The real key lies in making changes to routines that become permanent changes, in adopting eating habits that are sustainable for life. I am finding these things hard to get really excited about. I love my food, I love my red wine, I dont particularly like exercising strenuously. God am I doomed to always be fat?!
My motivation is at an all time low. So I cant rely on motivation to get me though. I have alway lived on the outside of my skin, I react to things, I let my feelings get hurt, I respond with childlike joy to happy times, emotionally I have never really grown up. I am starting to realise that losing weight is a grown up thing, and its time for me to approach it in a more grown up way.
I want to lose weight, so I need to take the steps that will make this happen. That means I cant just do it when I feel motivated, or excited, I have to look impassionately at it and just do it because it needs to be done. I mean there are a hundred other things I do, not becasue I want to, but because I have to, like the dishes, the washing, the vacuuming, cleaning up the dog poop... the list goes on and on, so why not just add this to the list.

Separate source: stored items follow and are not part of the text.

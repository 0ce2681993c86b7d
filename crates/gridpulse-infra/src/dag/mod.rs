use crate::error::GraphError;
use crate::types::{Descriptor, DescriptorId};
use indexmap::IndexMap;
use petgraph::graph::{DiGraph, NodeIndex};
use petgraph::Direction;
use std::cmp::Reverse;
use std::collections::BinaryHeap;

/// Dependency graph over descriptor IDs
///
/// Edges point from a dependency to its dependent, so a topological order is
/// a valid creation order. Node indices follow insertion order.
#[derive(Debug, Default)]
pub struct DependencyGraph {
    inner: DiGraph<DescriptorId, ()>,
    index: IndexMap<DescriptorId, NodeIndex>,
}

impl DependencyGraph {
    pub fn new() -> Self {
        Self::default()
    }

    /// Build the graph for a descriptor set, checking every endpoint exists
    pub fn from_descriptors<'a>(
        descriptors: impl IntoIterator<Item = &'a Descriptor>,
    ) -> Result<Self, GraphError> {
        let descriptors: Vec<&Descriptor> = descriptors.into_iter().collect();
        let mut graph = Self::new();
        for descriptor in &descriptors {
            graph.add_node(descriptor.id().clone())?;
        }
        for descriptor in &descriptors {
            for dep in descriptor.dependencies() {
                graph.add_edge(dep, descriptor.id())?;
            }
        }
        Ok(graph)
    }

    pub fn add_node(&mut self, id: DescriptorId) -> Result<(), GraphError> {
        if self.index.contains_key(&id) {
            return Err(GraphError::DuplicateDescriptor(id.to_string()));
        }
        let node = self.inner.add_node(id.clone());
        self.index.insert(id, node);
        Ok(())
    }

    /// Record that `dependent` must be created after `dependency`
    pub fn add_edge(
        &mut self,
        dependency: &DescriptorId,
        dependent: &DescriptorId,
    ) -> Result<(), GraphError> {
        if dependency == dependent {
            return Err(GraphError::SelfLoop(dependent.to_string()));
        }
        let from = self.node(dependency, dependent)?;
        let to = self.node(dependent, dependency)?;
        if !self.inner.contains_edge(from, to) {
            self.inner.add_edge(from, to, ());
        }
        Ok(())
    }

    fn node(&self, id: &DescriptorId, other: &DescriptorId) -> Result<NodeIndex, GraphError> {
        self.index
            .get(id)
            .copied()
            .ok_or_else(|| GraphError::DanglingReference {
                from: other.to_string(),
                to: id.to_string(),
            })
    }

    pub fn node_count(&self) -> usize {
        self.inner.node_count()
    }

    pub fn edge_count(&self) -> usize {
        self.inner.edge_count()
    }

    /// Validate the entire graph structure
    pub fn validate(&self) -> Result<(), GraphError> {
        match petgraph::algo::toposort(&self.inner, None) {
            Ok(_) => Ok(()),
            Err(cycle) => Err(GraphError::CycleDetected(
                self.inner[cycle.node_id()].to_string(),
            )),
        }
    }

    /// Creation order, ties broken by insertion order
    ///
    /// Identical graphs always produce identical orders, which keeps the
    /// engine's diff stable across runs.
    pub fn topological_order(&self) -> Result<Vec<DescriptorId>, GraphError> {
        self.validate()?;

        let mut in_degree: Vec<usize> = self
            .inner
            .node_indices()
            .map(|n| self.inner.neighbors_directed(n, Direction::Incoming).count())
            .collect();
        let mut ready: BinaryHeap<Reverse<usize>> = in_degree
            .iter()
            .enumerate()
            .filter(|(_, degree)| **degree == 0)
            .map(|(i, _)| Reverse(i))
            .collect();

        let mut order = Vec::with_capacity(self.inner.node_count());
        while let Some(Reverse(i)) = ready.pop() {
            let node = NodeIndex::new(i);
            order.push(self.inner[node].clone());
            for next in self.inner.neighbors_directed(node, Direction::Outgoing) {
                let degree = &mut in_degree[next.index()];
                *degree -= 1;
                if *degree == 0 {
                    ready.push(Reverse(next.index()));
                }
            }
        }
        Ok(order)
    }
}
//! GridPulse Core - grid schema and service collaborators
//!
//! The pieces of the dashboard the provisioning pipeline hands off to:
//! - Grid schema with its uniqueness keys and an in-memory catalog
//! - Development seed data for five balancing authorities
//! - The `/health` status document with a time-boxed database probe
//!
//! # Example
//!
//! ```rust,ignore
//! use gridpulse_core::prelude::*;
//!
//! let mut catalog = Catalog::new();
//! let summary = seed_catalog(&mut catalog, chrono::Utc::now(), &mut rand::rng())?;
//! println!("seeded {} series", summary.series);
//! ```

pub mod error;
pub mod health;
pub mod schema;
pub mod seed;

pub use error::{CatalogError, ProbeError};
pub use health::{ComponentStatus, DatabaseProbe, HealthChecker, HealthReport, ServiceStatus};
pub use schema::{
    BalancingAuthority, Catalog, Id, NewBalancingAuthority, NewSeries, Observation, QualityFlag,
    Series, SeriesKind, Upsert,
};
pub use seed::{seed_catalog, SeedSummary};

/// Prelude module for common imports
pub mod prelude {
    //! Common imports for working with the grid catalog
    pub use crate::{
        seed_catalog, Catalog, HealthChecker, HealthReport, Observation, Series, SeriesKind,
    };
}

/// Version of this crate
pub const VERSION: &str = env!("CARGO_PKG_VERSION");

Track my food, not because its so exciting writing it all in a brand new tracker, and adding the points up and being childishly happy when I have done well. Track my food because it must be done. Exercise because it must be done. Make healthy choices most of the time because it must be done. I know it will take time, I am prepared for it this time, I wont be back in my skinny clothes in time for Summer, but I will be closer that I am now.
I read this quote today in an email from Sparkpeople
Trying and persevering but failing to see your goals realized can be frustrating. Margaret Thatcher once said "You may have to fight a battle more than once to win it," and she was absolutely right. You've got to believe that you will succeed! Never admit defeat as long as time and effort remain. Our greatest asset is patience; our greatest weakness is throwing in the towel. Banish discouragement and feelings of impossibility by working hard, doing more, and not giving in! A diamond was only made beautiful after hundreds of years as a lump of coal.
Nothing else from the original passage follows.